Murph the Surf was always looking for the stage. He was Mr. Cool, a flashy character attached at the nose to his sunglasses. He reminded people of Edd (“Kookie”) Byrnes of 77 Sunset Strip. His fake ID got him into the Hotel Fontainbleu’s legendary Poodle Room, where he danced with hookers. He met the Beatles at the Deauville Hotel’s swimming pool when Ed Sullivan brought them to the beach for a TV show. He clowned around for photographers at the 5th Street Gym with a hot young boxer named Cassius Clay. But then The Prince of Tides became The Prince of Thieves.

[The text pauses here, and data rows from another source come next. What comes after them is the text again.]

//! Relay core.
//!
//! # Data Flow
//! ```text
//! InboundRequest
//!     → validator.rs (target + allow-list)  ──reject──▶ Rejection
//!     → executor.rs (outbound call via upstream.rs)
//!     → RelayResponse (body, text/xml)
//!
//! Feature-info variant:
//!     InboundRequest
//!     → feature_info.rs (query + fixed OGC parameters)
//!     → validator.rs (same allow-list)
//!     → executor.rs (always GET)
//! ```
//!
//! # Design Decisions
//! - No state survives a request; the allow-list is read-only after startup
//! - Validation never performs I/O
//! - The outbound client sits behind the `Upstream` trait

pub mod executor;
pub mod feature_info;
pub mod host;
pub mod params;
pub mod upstream;
pub mod validator;

use std::sync::Arc;

use thiserror::Error;

use crate::config::RelayConfig;

pub use executor::{Executor, RelayResponse, RELAY_CONTENT_TYPE};
pub use host::{AllowList, HostExtractor};
pub use params::ParamList;
pub use upstream::{HttpUpstream, OutboundRequest, Upstream, UpstreamError, UpstreamReply};
pub use validator::{InboundRequest, Rejection, RelayMethod, ValidatedTarget, Validator};

/// Any reason a relay call did not produce a response body.
#[derive(Debug, Error)]
pub enum RelayError {
    #[error(transparent)]
    Rejected(#[from] Rejection),

    #[error(transparent)]
    Upstream(#[from] UpstreamError),
}

/// Validator and executor composed for both relay endpoints.
pub struct Relay {
    validator: Validator,
    executor: Executor,
}

impl Relay {
    pub fn new(validator: Validator, executor: Executor) -> Self {
        Self {
            validator,
            executor,
        }
    }

    /// Build from configuration with the given outbound client.
    pub fn from_config(config: &RelayConfig, upstream: Arc<dyn Upstream>) -> Self {
        let validator = Validator::new(
            AllowList::new(config.allow_list.hosts.iter().cloned()),
            host::extractor_for(config.allow_list.host_extraction),
        );
        let executor = Executor::new(upstream, config.upstream.failure_mode);
        Self::new(validator, executor)
    }

    pub fn validator(&self) -> &Validator {
        &self.validator
    }

    pub fn executor(&self) -> &Executor {
        &self.executor
    }

    /// Base relay: validate the `u` target, then forward.
    pub async fn relay(&self, request: &InboundRequest) -> Result<RelayResponse, RelayError> {
        let target = self.validator.validate(request)?;
        self.executor.execute(target).await
    }

    /// GetFeatureInfo relay.
    pub async fn feature_info(&self, request: &InboundRequest) -> Result<RelayResponse, RelayError> {
        self.executor
            .execute_with_augmentation(&self.validator, request)
            .await
    }
}
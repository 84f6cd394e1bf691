//! Configuration management subsystem.
//!
//! # Data Flow
//! ```text
//! config file (TOML)
//!     → loader.rs (parse & deserialize, OWS_RELAY_ALLOWED_HOSTS override)
//!     → validation.rs (semantic checks)
//!     → RelayConfig (validated, immutable)
//!     → shared via Arc to all subsystems
//! ```
//!
//! # Design Decisions
//! - Config is immutable once loaded; changing the allow-list requires a restart
//! - All fields have defaults to allow minimal configs
//! - Validation separates syntactic (serde) from semantic checks

pub mod loader;
pub mod schema;
pub mod validation;

pub use loader::{load, load_config, ConfigError, LoadedConfig, ALLOWED_HOSTS_ENV};
pub use schema::{
    AdminConfig, AllowListConfig, FailureMode, HostExtraction, ListenerConfig, LogFormat,
    ObservabilityConfig, RelayConfig, SecurityConfig, TimeoutConfig, UpstreamConfig,
};
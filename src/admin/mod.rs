//! Admin endpoints.
//!
//! Mounted on the relay listener only when `admin.enabled` is set, and
//! guarded by a bearer token.

pub mod auth;
pub mod handlers;

use axum::{middleware, routing::get, Router};

use self::auth::admin_auth_middleware;
use self::handlers::*;
use crate::http::server::AppState;

pub fn setup_admin_router(state: AppState) -> Router<AppState> {
    Router::new()
        .route("/admin/status", get(get_status))
        .route("/admin/allow-list", get(get_allow_list))
        .route_layer(middleware::from_fn_with_state(state, admin_auth_middleware))
}
use axum::{extract::State, Json};
use serde::Serialize;

use crate::config::{FailureMode, HostExtraction};
use crate::http::server::AppState;

#[derive(Debug, Serialize)]
pub struct SystemStatus {
    pub version: &'static str,
    pub status: &'static str,
    pub failure_mode: FailureMode,
    pub allowed_hosts: usize,
}

#[derive(Debug, Serialize)]
pub struct AllowListView {
    pub host_extraction: HostExtraction,
    pub hosts: Vec<String>,
}

pub async fn get_status(State(state): State<AppState>) -> Json<SystemStatus> {
    Json(SystemStatus {
        version: env!("CARGO_PKG_VERSION"),
        status: "operational",
        failure_mode: state.relay.executor().failure_mode(),
        allowed_hosts: state.relay.validator().allow_list().len(),
    })
}

pub async fn get_allow_list(State(state): State<AppState>) -> Json<AllowListView> {
    let hosts = state
        .relay
        .validator()
        .allow_list()
        .hosts()
        .into_iter()
        .map(str::to_string)
        .collect();

    Json(AllowListView {
        host_extraction: state.config.allow_list.host_extraction,
        hosts,
    })
}
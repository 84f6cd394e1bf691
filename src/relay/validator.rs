//! Inbound request validation.
//!
//! # Data Flow
//! ```text
//! InboundRequest
//!     → read target (`u` parameter)
//!     → HostExtractor (host token)
//!     → AllowList membership
//!     → ValidatedTarget | Rejection
//! ```
//!
//! Validation is pure: no I/O happens here, and a rejection means the
//! executor is never reached.

use axum::http::Method;
use thiserror::Error;

use crate::relay::host::{AllowList, HostExtractor};
use crate::relay::params::ParamList;

/// Query parameter carrying the target URL for the base relay.
pub const TARGET_PARAM: &str = "u";

/// Methods the relay accepts and forwards.
#[derive(Debug, Clone, Copy, PartialEq, Eq)]
pub enum RelayMethod {
    Get,
    Post,
}

impl RelayMethod {
    pub fn from_http(method: &Method) -> Option<Self> {
        if method == Method::GET {
            Some(Self::Get)
        } else if method == Method::POST {
            Some(Self::Post)
        } else {
            None
        }
    }

    pub fn as_str(&self) -> &'static str {
        match self {
            Self::Get => "GET",
            Self::Post => "POST",
        }
    }
}

impl std::fmt::Display for RelayMethod {
    fn fmt(&self, f: &mut std::fmt::Formatter<'_>) -> std::fmt::Result {
        f.write_str(self.as_str())
    }
}

/// A request as received from a client.
#[derive(Debug, Clone, PartialEq, Eq)]
pub struct InboundRequest {
    pub method: RelayMethod,
    pub query: ParamList,
    /// Form body parameters; always empty for GET.
    pub body: ParamList,
}

impl InboundRequest {
    pub fn get(query: ParamList) -> Self {
        Self {
            method: RelayMethod::Get,
            query,
            body: ParamList::new(),
        }
    }

    pub fn post(query: ParamList, body: ParamList) -> Self {
        Self {
            method: RelayMethod::Post,
            query,
            body,
        }
    }
}

/// A target known to point at an allowed host.
#[derive(Debug, Clone, PartialEq, Eq)]
pub struct ValidatedTarget {
    pub url: String,
    pub method: RelayMethod,
    /// Query parameters (minus the target) for GET, body parameters for POST.
    pub params: ParamList,
}

/// Why a request was refused before any outbound call.
#[derive(Debug, Clone, Error, PartialEq, Eq)]
pub enum Rejection {
    #[error("Missing target URL")]
    MissingTarget,

    #[error("This proxy does not allow you to access that location ({url}).")]
    HostNotAllowed { url: String },
}

impl Rejection {
    /// Short label for logs and metrics.
    pub fn reason(&self) -> &'static str {
        match self {
            Rejection::MissingTarget => "missing_target",
            Rejection::HostNotAllowed { .. } => "host_not_allowed",
        }
    }
}

/// Decides whether a request may be relayed.
#[derive(Debug)]
pub struct Validator {
    allow_list: AllowList,
    extractor: Box<dyn HostExtractor>,
}

impl Validator {
    pub fn new(allow_list: AllowList, extractor: Box<dyn HostExtractor>) -> Self {
        Self {
            allow_list,
            extractor,
        }
    }

    pub fn allow_list(&self) -> &AllowList {
        &self.allow_list
    }

    /// Validate a base relay request, reading the target from `u`.
    pub fn validate(&self, request: &InboundRequest) -> Result<ValidatedTarget, Rejection> {
        let url = request
            .query
            .get(TARGET_PARAM)
            .filter(|u| !u.is_empty())
            .ok_or(Rejection::MissingTarget)?;

        let params = match request.method {
            RelayMethod::Get => request.query.without(TARGET_PARAM),
            RelayMethod::Post => request.body.clone(),
        };

        self.validate_url(url, request.method, params)
    }

    /// Check an already-assembled target URL against the allow-list.
    pub fn validate_url(
        &self,
        url: &str,
        method: RelayMethod,
        params: ParamList,
    ) -> Result<ValidatedTarget, Rejection> {
        if url.is_empty() {
            return Err(Rejection::MissingTarget);
        }

        let allowed = self
            .extractor
            .extract(url)
            .is_some_and(|host| self.allow_list.contains(&host));

        if !allowed {
            return Err(Rejection::HostNotAllowed {
                url: url.to_string(),
            });
        }

        Ok(ValidatedTarget {
            url: url.to_string(),
            method,
            params,
        })
    }
}

#[cfg(test)]
mod tests {
    use super::*;
    use crate::relay::host::{ParsedHostExtractor, SegmentHostExtractor};

    fn validator() -> Validator {
        Validator::new(
            AllowList::new(["202.36.29.39"]),
            Box::new(SegmentHostExtractor),
        )
    }

    #[test]
    fn test_missing_target() {
        let req = InboundRequest::get(ParamList::parse(b"x=1"));
        assert_eq!(validator().validate(&req), Err(Rejection::MissingTarget));

        let req = InboundRequest::get(ParamList::parse(b"u="));
        assert_eq!(validator().validate(&req), Err(Rejection::MissingTarget));
    }

    #[test]
    fn test_host_not_allowed_names_url() {
        let req = InboundRequest::get(ParamList::parse(b"u=http://evil.example/steal"));
        let err = validator().validate(&req).unwrap_err();
        assert_eq!(
            err,
            Rejection::HostNotAllowed {
                url: "http://evil.example/steal".into()
            }
        );
        assert!(err.to_string().contains("http://evil.example/steal"));
        assert_eq!(err.reason(), "host_not_allowed");
    }

    #[test]
    fn test_port_is_part_of_host_token() {
        let req = InboundRequest::get(ParamList::parse(b"u=http://202.36.29.39:8080/wms"));
        assert!(matches!(
            validator().validate(&req),
            Err(Rejection::HostNotAllowed { .. })
        ));
    }

    #[test]
    fn test_get_accepted() {
        let req = InboundRequest::get(ParamList::parse(
            b"u=http%3A%2F%2F202.36.29.39%2Fwms%3FSERVICE%3DWMS&extra=1",
        ));
        let target = validator().validate(&req).unwrap();
        assert_eq!(target.url, "http://202.36.29.39/wms?SERVICE=WMS");
        assert_eq!(target.method, RelayMethod::Get);
        assert_eq!(target.params.to_pair_string(), "extra=1");
    }

    #[test]
    fn test_post_carries_body_params() {
        let req = InboundRequest::post(
            ParamList::parse(b"u=http://202.36.29.39/wfs"),
            ParamList::parse(b"a=1&b=2"),
        );
        let target = validator().validate(&req).unwrap();
        assert_eq!(target.method, RelayMethod::Post);
        assert_eq!(target.params.to_pair_string(), "a=1&b=2");
    }

    #[test]
    fn test_extractor_is_pluggable() {
        let strict = Validator::new(
            AllowList::new(["202.36.29.39"]),
            Box::new(ParsedHostExtractor),
        );
        // The legacy splitter reads "user@202.36.29.39"; strict parsing drops userinfo.
        let req = InboundRequest::get(ParamList::parse(b"u=http://user@202.36.29.39/wms"));
        assert!(strict.validate(&req).is_ok());
        assert!(validator().validate(&req).is_err());
    }
}
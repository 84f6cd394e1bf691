use axum::{
    body::Body,
    extract::State,
    http::{header, Request, StatusCode},
    middleware::Next,
    response::Response,
};

use crate::http::server::AppState;

pub async fn admin_auth_middleware(
    State(state): State<AppState>,
    request: Request<Body>,
    next: Next,
) -> Result<Response, StatusCode> {
    let authorized = request
        .headers()
        .get(header::AUTHORIZATION)
        .and_then(|h| h.to_str().ok())
        .and_then(|v| v.strip_prefix("Bearer "))
        .is_some_and(|token| keys_match(token, &state.config.admin.api_key));

    if authorized {
        return Ok(next.run(request).await);
    }

    tracing::warn!(path = %request.uri().path(), "Admin request rejected");
    Err(StatusCode::UNAUTHORIZED)
}

/// Compare two keys in time independent of where they first differ.
fn keys_match(given: &str, expected: &str) -> bool {
    let (given, expected) = (given.as_bytes(), expected.as_bytes());
    if given.len() != expected.len() {
        return false;
    }
    given
        .iter()
        .zip(expected)
        .fold(0u8, |diff, (a, b)| diff | (a ^ b))
        == 0
}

“I’d drive the boat. I knew the beach like the back of my hand. We’d take the Intracoastal behind the expensive homes. The other guys would climb over the walls and steal the jewels. Then, we’d head across the bay. At some point, I’d be handed the bag of jewels. My job was to swim them to shore and meet the getaway car. That way, the other guys would be okay if the police stopped them. My take the first time was $15,000.”
Soon he was climbing the walls himself. He began smoking dope, continued chasing the ladies, never stopped breaking hearts. One of his girlfriends committed suicide. His erratic lifestyle wiped out two marriages. But so what? He was Murph the Surf, smartest guy on the beach. Everyone else was a sucker.
Eventually, Jack Roland Murphy met a swim instructor named Allen Kuhn. Together, they cased New York’s American Museum of Natural History, home of the world’s most precious gem collection, including the golf-ball sized 563-carat Star of India sapphire. They discovered unlocked windows and a burglar alarm turned off to save money.
They came at night, scaled the walls, crept along window ledges, rappelled down to an unlocked window. Once inside, they spent hours filling a bag with choice gems worth $500,000 in 1964 dollars. Then they returned to Miami Beach to celebrate, probably not the best idea. Nobody knows who squealed, but two days later the FBI broke down their door. Rob all the mansions you want but don’t screw around with the American Museum of Natural History.
Despite the heist being called “the greatest jewel theft of the 20th Century,” Murphy and Kuhn were sentenced to a mere two years at Riker’s Island in New York. Murph got out in 1967, a darker man with a cocaine habit. He and two partners broke into the Miami Beach mansion of socialite Olive Wofford, held a pistol to her head and threatened to pour boiling water over her 8-year-old niece if Olive didn’t open her safe. Unfortunately for the robbers, a silent alarm brought hordes of police to the scene. Murph the Surf smashed through a plate glass door trying to escape and sliced himself to ribbons, requiring extensive bandaging to stop the bleeding. When police finally took him outside to the prowler, he told reporters “I cut myself shaving.” For Murphy, however, his troubles with the law were just beginning.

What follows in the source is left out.